UMEM Educational Pearls

  • While the NIH Stroke Scale (NIHSS) may be relatively cumbersome and quite comprehensive, it is an extremely important tool that must not be ignored; it serves as a "common language" between emergency physicians and neurologists and often significantly shapes the management of acute ischemic stroke patients.
  • Its prognostic usefulness (i.e. in cases wherein treatment is not initiated) has been validated and should be applied in emergent settings to determine optimal patient candidates for tPA treatment.
  • For example, NIHSS > 20 in patients over 75 years old = 45% mortality; NIHSS >17 in patients with atrial fibrillation = positive predictive value for poor outcome of 96%; NIHSS of 6 or less = good spontaneous recovery.

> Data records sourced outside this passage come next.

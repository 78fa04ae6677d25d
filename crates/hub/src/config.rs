//! TOML config file loading, validation, and store seeding for grow boxes.

use anyhow::{bail, Context, Result};
use serde::Deserialize;
use std::collections::{HashMap, HashSet};
use time::UtcOffset;

use crate::actuator::RelayMap;
use crate::db::Db;
use crate::light::DEFAULT_LIGHT_HOURS;
use crate::ports::Actuator;

// ---------------------------------------------------------------------------
// Config file structures
// ---------------------------------------------------------------------------

#[derive(Debug, Default, Deserialize)]
pub struct Config {
    #[serde(default)]
    pub controller: ControllerSection,
    #[serde(default)]
    pub boxes: Vec<BoxEntry>,
}

#[derive(Debug, Deserialize)]
pub struct ControllerSection {
    /// Offset of local time from UTC; light cycles start at local midnight.
    #[serde(default)]
    pub utc_offset_hours: i64,
    #[serde(default)]
    pub actuator_backend: ActuatorBackend,
    #[serde(default = "default_light_hours")]
    pub default_light_hours: f64,
}

impl Default for ControllerSection {
    fn default() -> Self {
        Self {
            utc_offset_hours: 0,
            actuator_backend: ActuatorBackend::default(),
            default_light_hours: DEFAULT_LIGHT_HOURS,
        }
    }
}

fn default_light_hours() -> f64 {
    DEFAULT_LIGHT_HOURS
}

#[derive(Debug, Clone, Copy, Default, PartialEq, Eq, Deserialize)]
#[serde(rename_all = "lowercase")]
pub enum ActuatorBackend {
    /// Commands published to the box's node over MQTT.
    #[default]
    Mqtt,
    /// Relays wired to this host's GPIO header.
    Relay,
}

#[derive(Debug, Deserialize)]
pub struct BoxEntry {
    pub sensor_name: String,
    #[serde(default)]
    pub light_hours: Option<f64>,
    #[serde(default)]
    pub relays: Option<RelayPins>,
}

/// BCM pin per actuator, named like the persisted actuator keys.
#[derive(Debug, Clone, Deserialize)]
pub struct RelayPins {
    pub luce_led: i64,
    pub ventola: i64,
    pub resistenza: i64,
    pub pompa_aspirazione: i64,
    pub pompa_acqua: i64,
}

impl RelayPins {
    pub fn pins(&self) -> [(Actuator, i64); 5] {
        [
            (Actuator::Light, self.luce_led),
            (Actuator::Fan, self.ventola),
            (Actuator::Heater, self.resistenza),
            (Actuator::ExtractionPump, self.pompa_aspirazione),
            (Actuator::WaterPump, self.pompa_acqua),
        ]
    }
}

// ---------------------------------------------------------------------------
// GPIO whitelist
// ---------------------------------------------------------------------------

/// BCM GPIO pins available on the Raspberry Pi 40-pin header for general
/// use. GPIO 0-1 are reserved for the ID EEPROM and must never be used.
/// GPIO 28+ are not exposed on the standard header.
const VALID_GPIO_PINS: &[i64] = &[
    2, 3, 4, 5, 6, 7, 8, 9, 10, 11, 12, 13, 14, 15, 16, 17, 18, 19, 20, 21, 22, 23, 24, 25, 26, 27,
];

/// Real-world UTC offsets, in whole hours.
const UTC_OFFSET_RANGE: std::ops::RangeInclusive<i64> = -12..=14;

// ---------------------------------------------------------------------------
// Validation
// ---------------------------------------------------------------------------

impl Config {
    /// Validate all config entries. Returns `Ok(())` or an error describing
    /// every violation found (not just the first one).
    pub fn validate(&self) -> Result<()> {
        let mut errors: Vec<String> = Vec::new();

        self.validate_controller(&mut errors);
        self.validate_boxes(&mut errors);

        if errors.is_empty() {
            Ok(())
        } else {
            bail!(
                "config validation failed ({} error{}):\n  - {}",
                errors.len(),
                if errors.len() == 1 { "" } else { "s" },
                errors.join("\n  - ")
            );
        }
    }

    fn validate_controller(&self, errors: &mut Vec<String>) {
        let c = &self.controller;
        if !UTC_OFFSET_RANGE.contains(&c.utc_offset_hours) {
            errors.push(format!(
                "controller: utc_offset_hours {} out of range [-12, 14]",
                c.utc_offset_hours
            ));
        }
        if !valid_light_hours(c.default_light_hours) {
            errors.push(format!(
                "controller: default_light_hours {} out of range (0, 24]",
                c.default_light_hours
            ));
        }
    }

    fn validate_boxes(&self, errors: &mut Vec<String>) {
        let relay_backend = self.controller.actuator_backend == ActuatorBackend::Relay;
        let mut seen_names: HashSet<&str> = HashSet::new();
        let mut seen_pins: HashMap<i64, String> = HashMap::new();

        for (i, b) in self.boxes.iter().enumerate() {
            let ctx = || {
                if b.sensor_name.is_empty() {
                    format!("boxes[{i}]")
                } else {
                    format!("box '{}'", b.sensor_name)
                }
            };

            // ── Identity ────────────────────────────────────────
            if b.sensor_name.trim().is_empty() {
                errors.push(format!("{}: sensor_name is empty", ctx()));
            } else if b.sensor_name.contains(['/', '+', '#']) {
                errors.push(format!(
                    "{}: sensor_name must not contain MQTT topic characters",
                    ctx()
                ));
            } else if !seen_names.insert(&b.sensor_name) {
                errors.push(format!("{}: duplicate sensor_name", ctx()));
            }

            // ── Photoperiod ─────────────────────────────────────
            if let Some(h) = b.light_hours {
                if !valid_light_hours(h) {
                    errors.push(format!("{}: light_hours {h} out of range (0, 24]", ctx()));
                }
            }

            // ── Relays ──────────────────────────────────────────
            let Some(relays) = &b.relays else {
                if relay_backend {
                    errors.push(format!(
                        "{}: relays table is required with actuator_backend = \"relay\"",
                        ctx()
                    ));
                }
                continue;
            };
            for (actuator, pin) in relays.pins() {
                if !VALID_GPIO_PINS.contains(&pin) {
                    errors.push(format!(
                        "{}: {actuator} pin {pin} is not a valid BCM GPIO pin (allowed: 2-27)",
                        ctx()
                    ));
                } else if let Some(owner) = seen_pins.get(&pin) {
                    errors.push(format!(
                        "{}: {actuator} pin {pin} is already used by {owner}",
                        ctx()
                    ));
                } else {
                    seen_pins.insert(pin, format!("{}/{actuator}", ctx()));
                }
            }
        }
    }

    pub fn utc_offset(&self) -> UtcOffset {
        i8::try_from(self.controller.utc_offset_hours)
            .ok()
            .and_then(|h| UtcOffset::from_hms(h, 0, 0).ok())
            .unwrap_or(UtcOffset::UTC)
    }

    /// `(sensor_name, light_hours)` for every box that overrides the default.
    pub fn light_hours(&self) -> impl Iterator<Item = (&str, f64)> {
        self.boxes
            .iter()
            .filter_map(|b| b.light_hours.map(|h| (b.sensor_name.as_str(), h)))
    }

    /// Relay wiring for the relay backend.  Only meaningful after
    /// [`validate`](Self::validate) accepted the pins.
    pub fn relay_map(&self) -> RelayMap {
        self.boxes
            .iter()
            .filter_map(|b| b.relays.as_ref().map(|r| (b, r)))
            .flat_map(|(b, r)| {
                r.pins().into_iter().filter_map(move |(actuator, pin)| {
                    u8::try_from(pin)
                        .ok()
                        .map(|pin| (b.sensor_name.clone(), actuator, pin))
                })
            })
            .collect()
    }
}

fn valid_light_hours(h: f64) -> bool {
    h > 0.0 && h <= 24.0
}

// ---------------------------------------------------------------------------
// Load + apply
// ---------------------------------------------------------------------------

/// Read, parse, and validate a TOML config file.
pub fn load(path: &str) -> Result<Config> {
    let contents =
        std::fs::read_to_string(path).with_context(|| format!("failed to read config: {path}"))?;
    let config: Config =
        toml::from_str(&contents).with_context(|| format!("failed to parse config: {path}"))?;
    config
        .validate()
        .with_context(|| format!("invalid config: {path}"))?;
    Ok(config)
}

/// Register every configured box in the store. Existing phases and
/// cultivation calendars are left untouched.
pub async fn apply(config: &Config, db: &Db) -> Result<()> {
    for b in &config.boxes {
        db.register_box(&b.sensor_name)
            .await
            .with_context(|| format!("failed to register box '{}'", b.sensor_name))?;
    }

    tracing::info!(
        boxes = config.boxes.len(),
        backend = ?config.controller.actuator_backend,
        "config applied"
    );

    Ok(())
}

// ===========================================================================
// Tests
// ===========================================================================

  • An abbreviated version of the NIHSS has been validated and assesses those components which are the best indicators of prognosis.  Therefore, when unable to perform a full NIHSS, one should strongly consider using this tool rather than not performing a stroke scale assessment at all.

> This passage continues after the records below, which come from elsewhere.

use crate::phase::GrowthPhase;
use crate::ports::Actuator;
use crate::reading::SensorReading;

// ---------------------------------------------------------------------------
// Subscriptions
// ---------------------------------------------------------------------------

pub(crate) const READING_FILTER: &str = "tele/+/reading";
/// Phase, cultivation and manual actuator commands:
/// `growbox/<sensor>/{phase,cultivation,<actuator_key>}/set`.
pub(crate) const COMMAND_FILTER: &str = "growbox/+/+/set";

/// What an incoming publish is about, keyed by sensor name.
#[derive(Debug, Clone, Copy, PartialEq, Eq)]
pub(crate) enum Inbound<'a> {
    Reading(&'a str),
    PhaseSet(&'a str),
    CultivationSet(&'a str),
    ActuatorSet(&'a str, Actuator),
}

#[derive(Debug, Clone, Copy, PartialEq, Eq)]
pub(crate) enum CultivationCommand {
    Start,
    End,
}

// ---------------------------------------------------------------------------
// Topic / payload helpers
// ---------------------------------------------------------------------------

pub(crate) fn classify(topic: &str) -> Option<Inbound<'_>> {
    let parts: Vec<&str> = topic.split('/').collect();
    match parts.as_slice() {
        ["tele", sensor, "reading"] if !sensor.is_empty() => Some(Inbound::Reading(*sensor)),
        ["growbox", sensor, "phase", "set"] if !sensor.is_empty() => {
            Some(Inbound::PhaseSet(*sensor))
        }
        ["growbox", sensor, "cultivation", "set"] if !sensor.is_empty() => {
            Some(Inbound::CultivationSet(*sensor))
        }
        ["growbox", sensor, key, "set"] if !sensor.is_empty() => {
            Actuator::from_key(key).map(|a| Inbound::ActuatorSet(*sensor, a))
        }
        _ => None,
    }
}

/// "actuator/<sensor_name>/<key>/set"
pub(crate) fn actuator_topic(sensor_name: &str, actuator: Actuator) -> String {
    format!("actuator/{sensor_name}/{}/set", actuator.key())
}

pub(crate) fn parse_reading(payload: &[u8]) -> Result<SensorReading, serde_json::Error> {
    serde_json::from_slice(payload)
}

pub(crate) fn parse_phase_command(payload: &[u8]) -> Result<GrowthPhase, String> {
    String::from_utf8_lossy(payload).parse()
}

/// Parse a "start"/"end" payload (case-insensitive, trims whitespace).
pub(crate) fn parse_cultivation_command(payload: &[u8]) -> Result<CultivationCommand, String> {
    let s = String::from_utf8_lossy(payload).trim().to_lowercase();
    match s.as_str() {
        "start" => Ok(CultivationCommand::Start),
        "end" => Ok(CultivationCommand::End),
        _ => Err(format!("unknown cultivation command '{s}'")),
    }
}

/// Parse an "ON"/"OFF" payload (case-insensitive, trims whitespace).
pub(crate) fn parse_switch_command(payload: &[u8]) -> Result<bool, String> {
    let s = String::from_utf8_lossy(payload).trim().to_uppercase();
    match s.as_str() {
        "ON" => Ok(true),
        "OFF" => Ok(false),
        _ => Err(format!("unknown actuator command '{s}'")),
    }
}

// ===========================================================================
// Tests
// ===========================================================================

  • This abbreviated version consists of only 5 categories which assess ability to see (1. best gaze; 2. best visual), walk (3. motor function of left leg; 4. motor function of right leg), and talk (5. best language).  Can patient "see, walk, and talk?"  This scale is scored from 0 to 16, with 16 representing the worst prognosis. (see attached abbreviated NIHSS).

References

  • The National Institute of Neurological Disorders and Stroke rt-PA Stroke Study Group. Tissue plasminogen activator for acute ischemic stroke. N Engl J Med 333:1581-1587, 1995.
  • Tirschwell, et al.  "Shortening the NIH Stroke Scale for Use in the Prehospital Setting."  Stroke 2002; 33: 2801-2806.